ISLAMABAD, June 24: The government has agreed not to reduce power tariff after sharp criticism from the International Monetary Fund (IMF) over Pakistan’s economic performance with particular reference to the power sector.
This has been revealed in IMF’s staff report, released at the conclusion of the fifth review of the $1.47 billion Poverty Reduction and Growth Facility, released in Washington on Monday night.
A reduction in tariff was expected by end-June as a result of reduction in international price of furnace oil during the previous quarter.
Pakistan has agreed that the power prices would not be adjusted under its quarterly fuel adjustment formula until recovery of the losses incurred by the two utilities.
The IMF has also set a new performance criterion for 2003-04 and has asked for seeking parliament’s approval to remove 20 income tax exemptions.
The report foresees three major risks to the economy during 2003-04, including, regional security threat, higher than expected deficits of power utilities and continued parliamentary logjam over constitutional amendments.
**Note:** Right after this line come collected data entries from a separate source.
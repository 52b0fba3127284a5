//! Question answering: one-shot `ask` and the interactive `chat` loop.

use anyhow::Result;
use tokio::io::{AsyncBufReadExt, AsyncWriteExt, BufReader};

use crate::config::Config;
use crate::search::print_hits;
use crate::session::{Services, Workspace};
use crate::units::UnitStore;

/// Answer one question and append the exchange to the unit's chat.
pub async fn run_ask(config: &Config, unit: &str, question: &str) -> Result<()> {
    let services = Services::from_config(config)?;
    let mut workspace = Workspace::new(UnitStore::open(&config.data.dir)?);
    let session = workspace.open(unit)?;
    let answer = session.ask(question, &services).await;
    println!("{}", answer);
    Ok(())
}

const HELP: &str = "\
Commands:
  /open <unit>     switch to another unit
  /search <query>  show the chunks a question would retrieve
  /notes           show this unit's notes
  /clear           clear the chat history
  /help            show this help
  /quit            leave the chat
Anything else is sent as a question.";

enum Step {
    Continue,
    Quit,
}

async fn handle_line(line: &str, workspace: &mut Workspace, services: &Services) -> Result<Step> {
    let (command, arg) = match line.split_once(char::is_whitespace) {
        Some((c, a)) => (c, a.trim()),
        None => (line, ""),
    };

    match command {
        "/quit" | "/exit" => return Ok(Step::Quit),
        "/help" => println!("{}", HELP),
        "/open" if !arg.is_empty() => {
            let session = workspace.open(arg)?;
            println!(
                "Opened '{}' ({} messages, {})",
                session.unit(),
                session.chat().len(),
                if session.index().is_some() { "indexed" } else { "no index" }
            );
        }
        "/search" if !arg.is_empty() => {
            if let Some(session) = workspace.current() {
                let hits = session.retrieve(arg, services.top_k, services).await?;
                print_hits(&hits);
            }
        }
        "/notes" => {
            if let Some(session) = workspace.current() {
                let notes = session.notes();
                println!("{}", if notes.is_empty() { "(no notes)" } else { notes });
            }
        }
        "/clear" => {
            if let Some(session) = workspace.current_mut() {
                session.clear_chat()?;
                println!("Chat cleared.");
            }
        }
        _ if command.starts_with('/') => println!("Unknown command. Type /help."),
        _ => {
            if let Some(session) = workspace.current_mut() {
                let answer = session.ask(line, services).await;
                println!("{}", answer);
            }
        }
    }
    Ok(Step::Continue)
}

/// Interactive chat against a unit until `/quit` or end of input.
///
/// Errors from individual commands are printed and the loop continues.
pub async fn run_chat(config: &Config, unit: &str) -> Result<()> {
    let services = Services::from_config(config)?;
    let mut workspace = Workspace::new(UnitStore::open(&config.data.dir)?);
    let session = workspace.open(unit)?;
    println!(
        "Chatting with '{}'. Type /help for commands, /quit to leave.",
        session.unit()
    );

    let mut lines = BufReader::new(tokio::io::stdin()).lines();
    let mut stdout = tokio::io::stdout();
    loop {
        let prompt = format!("{}> ", workspace.current().map(|s| s.unit()).unwrap_or(""));
        stdout.write_all(prompt.as_bytes()).await?;
        stdout.flush().await?;

        let Some(line) = lines.next_line().await? else {
            println!();
            break;
        };
        let line = line.trim();
        if line.is_empty() {
            continue;
        }

        match handle_line(line, &mut workspace, &services).await {
            Ok(Step::Quit) => break,
            Ok(Step::Continue) => {}
            Err(e) => eprintln!("Error: {:#}", e),
        }
    }

    workspace.close();
    Ok(())
}
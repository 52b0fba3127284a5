//! On-disk persistence for a unit's [`EmbeddingIndex`].
//!
//! Layout under `<unit_dir>/vector_index/`:
//!
//! | File | Contents |
//! |------|----------|
//! | `manifest.json` | format version, model, dims, count, and every chunk (`index`, `offset`, `text`, `hash`) |
//! | `vectors.bin` | all vectors, concatenated little-endian `f32`, in chunk order |
//!
//! Both files are replaced atomically; the manifest is written last.
//!
//! # Trust
//!
//! Only data this application wrote for the same unit is ever loaded. The
//! format carries consistency checks (sizes, chunk hashes) to catch
//! truncation and stale files, but it is not hardened against crafted
//! input. Never point [`load_index`] at a directory from an external
//! source.

use std::fs;
use std::path::{Path, PathBuf};

use anyhow::{bail, Context, Result};
use mindforge_core::embedding::{blob_to_vec, vec_to_blob};
use mindforge_core::index::{EmbeddingIndex, IndexEntry};
use mindforge_core::models::{content_hash, Chunk};
use serde::{Deserialize, Serialize};
use tracing::{debug, info, warn};

use crate::fsutil::{write_atomic, write_json_atomic};

pub const INDEX_DIR: &str = "vector_index";
const MANIFEST_FILE: &str = "manifest.json";
const VECTORS_FILE: &str = "vectors.bin";
const FORMAT_VERSION: u32 = 1;

#[derive(Debug, Serialize, Deserialize)]
struct Manifest {
    format_version: u32,
    model: String,
    dims: usize,
    count: usize,
    chunks: Vec<Chunk>,
}

pub fn index_dir(unit_dir: &Path) -> PathBuf {
    unit_dir.join(INDEX_DIR)
}

/// Persist `index`, replacing any index previously saved for the unit.
pub fn save_index(index: &EmbeddingIndex, unit_dir: &Path) -> Result<()> {
    let dir = index_dir(unit_dir);
    fs::create_dir_all(&dir)
        .with_context(|| format!("Failed to create index directory: {}", dir.display()))?;

    let mut vectors = Vec::with_capacity(index.len() * index.dims() * 4);
    for entry in index.entries() {
        vectors.extend_from_slice(&vec_to_blob(&entry.vector));
    }
    let manifest = Manifest {
        format_version: FORMAT_VERSION,
        model: index.model().to_string(),
        dims: index.dims(),
        count: index.len(),
        chunks: index.entries().iter().map(|e| e.chunk.clone()).collect(),
    };

    write_atomic(&dir.join(VECTORS_FILE), &vectors)?;
    write_json_atomic(&dir.join(MANIFEST_FILE), &manifest)?;

    info!(
        dir = %dir.display(),
        chunks = index.len(),
        model = index.model(),
        "saved embedding index"
    );
    Ok(())
}

/// Load the unit's saved index.
///
/// Returns `None` when nothing was saved or when the saved files are
/// unreadable, inconsistent, or of an unknown format version. A unit
/// without an index still opens; it just cannot answer questions.
pub fn load_index(unit_dir: &Path) -> Option<EmbeddingIndex> {
    let dir = index_dir(unit_dir);
    if !dir.join(MANIFEST_FILE).exists() {
        debug!(dir = %dir.display(), "no saved index");
        return None;
    }
    match read_index(&dir) {
        Ok(index) => {
            debug!(dir = %dir.display(), chunks = index.len(), "loaded embedding index");
            Some(index)
        }
        Err(e) => {
            warn!(dir = %dir.display(), error = %format!("{:#}", e), "ignoring unreadable index");
            None
        }
    }
}

fn read_index(dir: &Path) -> Result<EmbeddingIndex> {
    let manifest_bytes = fs::read(dir.join(MANIFEST_FILE)).context("Failed to read manifest")?;
    let manifest: Manifest =
        serde_json::from_slice(&manifest_bytes).context("Failed to parse manifest")?;

    if manifest.format_version != FORMAT_VERSION {
        bail!("unsupported index format version {}", manifest.format_version);
    }
    if manifest.chunks.len() != manifest.count {
        bail!(
            "manifest lists {} chunks but declares {}",
            manifest.chunks.len(),
            manifest.count
        );
    }

    let vectors = fs::read(dir.join(VECTORS_FILE)).context("Failed to read vectors")?;
    let expected_bytes = manifest
        .dims
        .checked_mul(4)
        .and_then(|row| manifest.count.checked_mul(row).map(|total| (row, total)));
    let Some((row_bytes, total_bytes)) = expected_bytes else {
        bail!(
            "manifest size overflows: {} chunks of {} dims",
            manifest.count,
            manifest.dims
        );
    };
    if vectors.len() != total_bytes {
        bail!(
            "vectors.bin is {} bytes, expected {}",
            vectors.len(),
            total_bytes
        );
    }

    let mut entries = Vec::with_capacity(manifest.count);
    for (chunk, row) in manifest.chunks.into_iter().zip(vectors.chunks_exact(row_bytes.max(1))) {
        if content_hash(&chunk.text) != chunk.hash {
            bail!("chunk {} text does not match its hash", chunk.index);
        }
        entries.push(IndexEntry {
            chunk,
            vector: blob_to_vec(row),
        });
    }

    EmbeddingIndex::from_parts(manifest.model, manifest.dims, entries)
        .context("Saved index is inconsistent")
}

/// Delete the unit's saved index, if any.
pub fn remove_index(unit_dir: &Path) -> Result<()> {
    let dir = index_dir(unit_dir);
    match fs::remove_dir_all(&dir) {
        Ok(()) => Ok(()),
        Err(e) if e.kind() == std::io::ErrorKind::NotFound => Ok(()),
        Err(e) => Err(e).with_context(|| format!("Failed to remove {}", dir.display())),
    }
}

#[cfg(test)]
mod tests {
    use super::*;
    use tempfile::TempDir;

    fn sample_index() -> EmbeddingIndex {
        let vectors = [[1.0, 0.0, 0.0], [0.0, 1.0, 0.0], [0.6, 0.0, 0.8]];
        let entries = vectors
            .iter()
            .enumerate()
            .map(|(i, v)| IndexEntry {
                chunk: Chunk::new(i, i * 100, format!("chunk number {}", i)),
                vector: v.to_vec(),
            })
            .collect();
        EmbeddingIndex::from_parts("test-model", 3, entries).unwrap()
    }

    #[test]
    fn round_trip_preserves_search() {
        let tmp = TempDir::new().unwrap();
        let index = sample_index();
        save_index(&index, tmp.path()).unwrap();

        let loaded = load_index(tmp.path()).unwrap();
        assert_eq!(loaded, index);
        for entry in index.entries() {
            let top = loaded.search(&entry.vector, 1).unwrap();
            assert_eq!(top[0].chunk.index, entry.chunk.index);
        }
    }

    #[test]
    fn missing_index_is_none() {
        let tmp = TempDir::new().unwrap();
        assert!(load_index(tmp.path()).is_none());
    }

    #[test]
    fn truncated_vectors_are_rejected() {
        let tmp = TempDir::new().unwrap();
        save_index(&sample_index(), tmp.path()).unwrap();
        let path = index_dir(tmp.path()).join(VECTORS_FILE);
        let bytes = fs::read(&path).unwrap();
        fs::write(&path, &bytes[..bytes.len() - 4]).unwrap();
        assert!(load_index(tmp.path()).is_none());
    }

    #[test]
    fn oversized_manifest_dims_are_rejected() {
        let tmp = TempDir::new().unwrap();
        let dir = index_dir(tmp.path());
        fs::create_dir_all(&dir).unwrap();
        let manifest = serde_json::json!({
            "format_version": FORMAT_VERSION,
            "model": "m",
            "dims": usize::MAX / 2,
            "count": 0,
            "chunks": [],
        });
        fs::write(dir.join(MANIFEST_FILE), manifest.to_string()).unwrap();
        fs::write(dir.join(VECTORS_FILE), b"").unwrap();
        assert!(load_index(tmp.path()).is_none());

        let manifest = serde_json::json!({
            "format_version": FORMAT_VERSION,
            "model": "m",
            "dims": 4,
            "count": usize::MAX / 8,
            "chunks": [],
        });
        fs::write(dir.join(MANIFEST_FILE), manifest.to_string()).unwrap();
        assert!(load_index(tmp.path()).is_none());
    }

    #[test]
    fn corrupt_manifest_is_rejected() {
        let tmp = TempDir::new().unwrap();
        save_index(&sample_index(), tmp.path()).unwrap();
        fs::write(index_dir(tmp.path()).join(MANIFEST_FILE), b"{not json").unwrap();
        assert!(load_index(tmp.path()).is_none());
    }

    #[test]
    fn edited_chunk_text_is_rejected() {
        let tmp = TempDir::new().unwrap();
        save_index(&sample_index(), tmp.path()).unwrap();
        let path = index_dir(tmp.path()).join(MANIFEST_FILE);
        let text = fs::read_to_string(&path).unwrap();
        fs::write(&path, text.replace("chunk number 1", "chunk number 9")).unwrap();
        assert!(load_index(tmp.path()).is_none());
    }

    #[test]
    fn save_replaces_previous_index() {
        let tmp = TempDir::new().unwrap();
        save_index(&sample_index(), tmp.path()).unwrap();
        let smaller = EmbeddingIndex::from_parts(
            "test-model",
            2,
            vec![IndexEntry {
                chunk: Chunk::new(0, 0, "only"),
                vector: vec![1.0, 1.0],
            }],
        )
        .unwrap();
        save_index(&smaller, tmp.path()).unwrap();
        assert_eq!(load_index(tmp.path()).unwrap(), smaller);
    }

    #[test]
    fn remove_index_is_idempotent() {
        let tmp = TempDir::new().unwrap();
        save_index(&sample_index(), tmp.path()).unwrap();
        remove_index(tmp.path()).unwrap();
        remove_index(tmp.path()).unwrap();
        assert!(load_index(tmp.path()).is_none());
    }
}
To protect the budget against suck risks, IMF urged for adjusting other non-priority expenditure and/or take appropriate revenue action while protecting key social spending.
It has asked the government to take comprehensive measures to reduce burden on fiscal allocations.
The report said that the issues of the power sector need to be tackled forcefully under war footing measures since this sector has proven to be the main drain on the budgetary resources and has obtained a firm commitment from the Pakistani authorities to install electricity meters in Federally Administered Tribal Areas (FATA) during the next year.
While the FIP includes specific measures like gradual metering of FATA users, subcontracting collection to private operators, and others, it stressed for additional steps to achieve at least Rs2 billion of payments on FATA bills.
It also enlist the payments adjusted by the federal government against Wapda and KESC including Rs63.6 billion for 2002-03 and Rs33.2 billion for the next fiscal i.e. 2003-04. During 2003-04 Wapda would get Rs21.5 billion and KESC Rs11.7 billion.
The revised FIP also indicates delays in two key steps in the unbundling of WAPDA, planned for end-April and end-June 2003. Both are structural benchmarks under the on-going three-year billion soft-term PRGF programme.
Completing the unbundling and corporatization process will be an important prerequisite for involving the private sector, and the mission urged the authorities to more forcefully tackle the administrative difficulties that are delaying the assignment of WAPDA’s assets and liabilities to successor companies.